Numbers and currency values are dealt with using a similar approach-pick one currency and unit of measure that your application will use natively and localize only when you present information to your users. Depending on your application, localizing such values in your XML files might be unavoidable though generally you can produce XML files that use your application's native representations and localize them only when they're displayed in a user interface.
Unicode and internationalization
Unicode is an important part of the internationalization process because it allows you to treat the details of working with different character sets and languages as a problem external to the real workings of your applications. As the Unicode FAQ puts it, "With Unicode, a single internationalization process can produce code that handles the requirements of all the world markets at the same time".

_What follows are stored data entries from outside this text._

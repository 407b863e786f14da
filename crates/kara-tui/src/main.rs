mod action;
mod app;
mod app_state;
mod component;
mod components;
mod focus;
mod theme;
mod widgets;

use std::path::PathBuf;

use anyhow::Context;
use clap::Parser;

use kara_core::config::Config;
use kara_core::index::Library;
use kara_core::player::{Dispatcher, PlayerCommand};
use kara_core::playlog::PlayLog;

/// Pick and play videos from a pre-organized karaoke library.
#[derive(Debug, Parser)]
#[command(name = "kara", version, about)]
struct Args {
    /// Library root (overrides KARAOKE_DIR and the config file).
    #[arg(short = 'd', long = "directory", value_name = "DIR")]
    directory: Option<PathBuf>,

    /// Refuse to replay a title already played this session.
    #[arg(short, long)]
    unique: bool,

    /// Player command override, e.g. "mpv --fs". The file path is appended.
    #[arg(long, value_name = "CMD")]
    player: Option<String>,

    /// Search term to run before the first frame.
    #[arg(value_name = "SEARCHTERM")]
    searchterm: Option<String>,
}

#[tokio::main]
async fn main() -> anyhow::Result<()> {
    let args = Args::parse();

    let data_dir = kara_core::platform::data_dir();
    std::fs::create_dir_all(&data_dir)?;

    let log_path = data_dir.join("kara.log");
    let log_file = std::fs::OpenOptions::new()
        .create(true)
        .append(true)
        .open(&log_path)?;

    // Allow RUST_LOG override; the terminal is in raw mode so everything
    // goes to the file, never stdout.
    let log_filter = std::env::var("RUST_LOG").unwrap_or_else(|_| "info".to_string());
    tracing_subscriber::fmt()
        .with_writer(log_file)
        .with_env_filter(log_filter.as_str())
        .with_ansi(false)
        .init();

    // Print log path to stderr so the operator can tail it immediately.
    eprintln!("kara log: {}", log_path.display());

    tracing::info!("kara starting…");

    let config = Config::load().unwrap_or_default();

    // Root resolution: flag > KARAOKE_DIR > config.
    let root = args
        .directory
        .clone()
        .or_else(|| std::env::var_os("KARAOKE_DIR").map(PathBuf::from))
        .unwrap_or_else(|| config.paths.root_dir.clone());

    let library = Library::build(&root)
        .with_context(|| format!("indexing karaoke library at {}", root.display()))?;
    tracing::info!(
        "library indexed: {} titles under {}",
        library.titles().entries.len(),
        root.display()
    );

    let player = match &args.player {
        Some(line) => parse_player_command(line)?,
        None => PlayerCommand::from(&config.player),
    };
    let unique = args.unique || config.play.unique;

    let play_log = PlayLog::new(config.paths.play_log.clone(), root);
    play_log
        .open_session()
        .with_context(|| "writing play-log session marker")?;

    let dispatcher = Dispatcher::new(player, play_log, unique);

    let app = app::App::new(library, dispatcher, args.searchterm.clone());
    app.run().await
}

/// Split a `--player` override on whitespace: first token is the executable,
/// the rest are fixed arguments.
fn parse_player_command(line: &str) -> anyhow::Result<PlayerCommand> {
    let mut parts = line.split_whitespace().map(str::to_owned);
    let command = parts.next().context("--player command is empty")?;
    Ok(PlayerCommand {
        command,
        args: parts.collect(),
    })
}

#[cfg(test)]
mod tests {
    use super::*;

    #[test]
    fn player_override_splits_command_and_args() {
        let cmd = parse_player_command("open -W -n -a iina").unwrap();
        assert_eq!(cmd.command, "open");
        assert_eq!(cmd.args, vec!["-W", "-n", "-a", "iina"]);
    }

    #[test]
    fn empty_player_override_is_rejected() {
        assert!(parse_player_command("  ").is_err());
    }
}
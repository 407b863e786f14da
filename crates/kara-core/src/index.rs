//! Directory indexer — builds the per-category file indexes at startup.
//!
//! The library root contains one subdirectory per category, each populated
//! with symlinks or real files. Every category is walked once, depth-first
//! in lexical order, and the result is immutable for the rest of the
//! process lifetime. Files added later are invisible until restart.

use std::collections::HashMap;
use std::path::{Path, PathBuf};

use rand::seq::SliceRandom;
use unicode_width::UnicodeWidthStr;

use crate::error::KaraError;

/// A classification axis of the pre-organized library tree.
#[derive(Debug, Clone, Copy, PartialEq, Eq, Hash)]
pub enum Category {
    ArtistFirst,
    ArtistLast,
    Decade,
    Genre,
    Mood,
    Title,
}

impl Category {
    pub const ALL: [Category; 6] = [
        Category::ArtistFirst,
        Category::ArtistLast,
        Category::Decade,
        Category::Genre,
        Category::Mood,
        Category::Title,
    ];

    /// Subdirectory name under the library root.
    pub fn dir_name(self) -> &'static str {
        match self {
            Category::ArtistFirst => "by-artist-first",
            Category::ArtistLast => "by-artist-last",
            Category::Decade => "by-decade",
            Category::Genre => "by-genre",
            Category::Mood => "by-mood",
            Category::Title => "by-title",
        }
    }

    /// Grouped categories are organized by a meaningful label (genre name,
    /// decade, mood) rather than a single-letter initial; the label is shown
    /// next to each title when browsing.
    pub fn is_grouped(self) -> bool {
        matches!(self, Category::Decade | Category::Genre | Category::Mood)
    }
}

/// One indexed file: the directory that contains it, the raw file name,
/// and (for grouped categories) the grouping subdirectory it sits under.
#[derive(Debug, Clone, PartialEq, Eq)]
pub struct IndexEntry {
    pub dir: PathBuf,
    pub file_name: String,
    pub group: Option<String>,
}

impl IndexEntry {
    pub fn path(&self) -> PathBuf {
        self.dir.join(&self.file_name)
    }

    /// File name without its extension — the name shown to the user and
    /// recorded in the session history.
    pub fn display_name(&self) -> String {
        Path::new(&self.file_name)
            .file_stem()
            .map(|s| s.to_string_lossy().into_owned())
            .unwrap_or_else(|| self.file_name.clone())
    }
}

/// The ordered index of a single category.
#[derive(Debug, Clone, Default)]
pub struct CategoryIndex {
    pub entries: Vec<IndexEntry>,
    /// Maximum display width of any group label (0 for flat categories).
    /// Used to align the "label: title" column when browsing.
    pub group_width: usize,
}

/// All category indexes, built once from the library root.
#[derive(Debug)]
pub struct Library {
    root: PathBuf,
    indexes: HashMap<Category, CategoryIndex>,
}

impl Library {
    /// Walk every category subdirectory. A missing category directory is
    /// fatal: the tree is an external contract and a partial index would
    /// silently hide files.
    pub fn build(root: &Path) -> Result<Self, KaraError> {
        let mut indexes = HashMap::new();
        for category in Category::ALL {
            let dir = root.join(category.dir_name());
            if !dir.is_dir() {
                return Err(KaraError::MissingCategoryDir(dir));
            }

            let mut entries = Vec::new();
            walk(&dir, None, category.is_grouped(), &mut entries)?;

            let group_width = entries
                .iter()
                .filter_map(|e| e.group.as_deref())
                .map(UnicodeWidthStr::width)
                .max()
                .unwrap_or(0);

            indexes.insert(
                category,
                CategoryIndex {
                    entries,
                    group_width,
                },
            );
        }
        Ok(Self {
            root: root.to_path_buf(),
            indexes,
        })
    }

    pub fn root(&self) -> &Path {
        &self.root
    }

    pub fn category(&self, category: Category) -> &CategoryIndex {
        // Every category is inserted in build(); the map is total.
        &self.indexes[&category]
    }

    /// The by-title index — the universal search space and the pool for
    /// random picks.
    pub fn titles(&self) -> &CategoryIndex {
        self.category(Category::Title)
    }

    /// Uniformly random entry from the by-title index.
    pub fn random_title(&self) -> Option<&IndexEntry> {
        self.titles().entries.choose(&mut rand::thread_rng())
    }
}

/// Depth-first walk in lexical order. Directory and file names sort
/// together in one sequence; names starting with a dot are skipped.
fn walk(
    dir: &Path,
    group: Option<&str>,
    grouped: bool,
    out: &mut Vec<IndexEntry>,
) -> Result<(), KaraError> {
    let read = std::fs::read_dir(dir).map_err(|source| KaraError::Walk {
        dir: dir.to_path_buf(),
        source,
    })?;

    let mut names: Vec<String> = read
        .filter_map(|entry| entry.ok())
        .map(|entry| entry.file_name().to_string_lossy().into_owned())
        .filter(|name| !name.starts_with('.'))
        .collect();
    names.sort();

    for name in names {
        let path = dir.join(&name);
        if path.is_dir() {
            // The first level of subdirectory under a grouped category is
            // the group label; deeper levels inherit it.
            let next_group = if grouped && group.is_none() {
                Some(name.as_str())
            } else {
                group
            };
            walk(&path, next_group, grouped, out)?;
        } else {
            out.push(IndexEntry {
                dir: dir.to_path_buf(),
                file_name: name,
                group: group.map(str::to_owned),
            });
        }
    }
    Ok(())
}

#[cfg(test)]
mod tests {
    use super::*;
    use std::fs;
    use tempfile::TempDir;

    fn touch(path: &Path) {
        fs::write(path, b"").unwrap();
    }

    /// Minimal valid library tree with a few files per category.
    fn fixture() -> TempDir {
        let tmp = TempDir::new().unwrap();
        let root = tmp.path();
        for category in Category::ALL {
            fs::create_dir_all(root.join(category.dir_name())).unwrap();
        }

        let title = root.join("by-title");
        fs::create_dir_all(title.join("T")).unwrap();
        touch(&title.join("T").join("T - Artist.mp4"));
        fs::create_dir_all(title.join("A")).unwrap();
        touch(&title.join("A").join("Always - Somebody.mp4"));
        touch(&title.join("A").join(".hidden.mp4"));

        let genre = root.join("by-genre");
        fs::create_dir_all(genre.join("rock")).unwrap();
        touch(&genre.join("rock").join("T - Artist.mp4"));
        fs::create_dir_all(genre.join("singer-songwriter")).unwrap();
        touch(&genre.join("singer-songwriter").join("Always - Somebody.mp4"));

        tmp
    }

    #[test]
    fn entries_exist_and_dotfiles_excluded() {
        let tmp = fixture();
        let library = Library::build(tmp.path()).unwrap();

        let titles = library.titles();
        assert_eq!(titles.entries.len(), 2);
        for entry in &titles.entries {
            assert!(entry.path().is_file());
            assert!(!entry.file_name.starts_with('.'));
        }
    }

    #[test]
    fn lexical_order() {
        let tmp = fixture();
        let library = Library::build(tmp.path()).unwrap();
        let names: Vec<&str> = library
            .titles()
            .entries
            .iter()
            .map(|e| e.file_name.as_str())
            .collect();
        assert_eq!(names, vec!["Always - Somebody.mp4", "T - Artist.mp4"]);
    }

    #[test]
    fn rebuild_is_idempotent() {
        let tmp = fixture();
        let first = Library::build(tmp.path()).unwrap();
        let second = Library::build(tmp.path()).unwrap();
        for category in Category::ALL {
            assert_eq!(
                first.category(category).entries,
                second.category(category).entries
            );
        }
    }

    #[test]
    fn missing_category_dir_is_fatal() {
        let tmp = TempDir::new().unwrap();
        fs::create_dir_all(tmp.path().join("by-title")).unwrap();
        let err = Library::build(tmp.path()).unwrap_err();
        assert!(matches!(err, KaraError::MissingCategoryDir(_)));
    }

    #[test]
    fn grouped_categories_carry_labels_and_width() {
        let tmp = fixture();
        let library = Library::build(tmp.path()).unwrap();

        let genre = library.category(Category::Genre);
        let groups: Vec<&str> = genre
            .entries
            .iter()
            .map(|e| e.group.as_deref().unwrap())
            .collect();
        assert_eq!(groups, vec!["rock", "singer-songwriter"]);
        assert_eq!(genre.group_width, "singer-songwriter".len());

        // Single-letter initial dirs are not group labels.
        let titles = library.titles();
        assert!(titles.entries.iter().all(|e| e.group.is_none()));
        assert_eq!(titles.group_width, 0);
    }

    #[test]
    fn display_name_strips_extension() {
        let entry = IndexEntry {
            dir: PathBuf::from("/x"),
            file_name: "T - Artist.mp4".to_string(),
            group: None,
        };
        assert_eq!(entry.display_name(), "T - Artist");
    }

    #[test]
    fn random_title_comes_from_index() {
        let tmp = fixture();
        let library = Library::build(tmp.path()).unwrap();
        let picked = library.random_title().unwrap();
        assert!(library.titles().entries.contains(picked));
    }
}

Of course, for Unicode to succeed in this, it has to provide solutions to difficult language problems like bidirectionality -- the fact that some languages read from left to right and others from right to left. Unicode does in fact support bidirectionality, and using the ITS dir tag you can declare the intended directionality of a piece of text. Listing 6 shows an example from the W3C of the ITS dir attribute that changes the nested element's directionality. It's important to note that you must use the dir tag even when you specify languages like Arabic or Hebrew, which you know read from right to left.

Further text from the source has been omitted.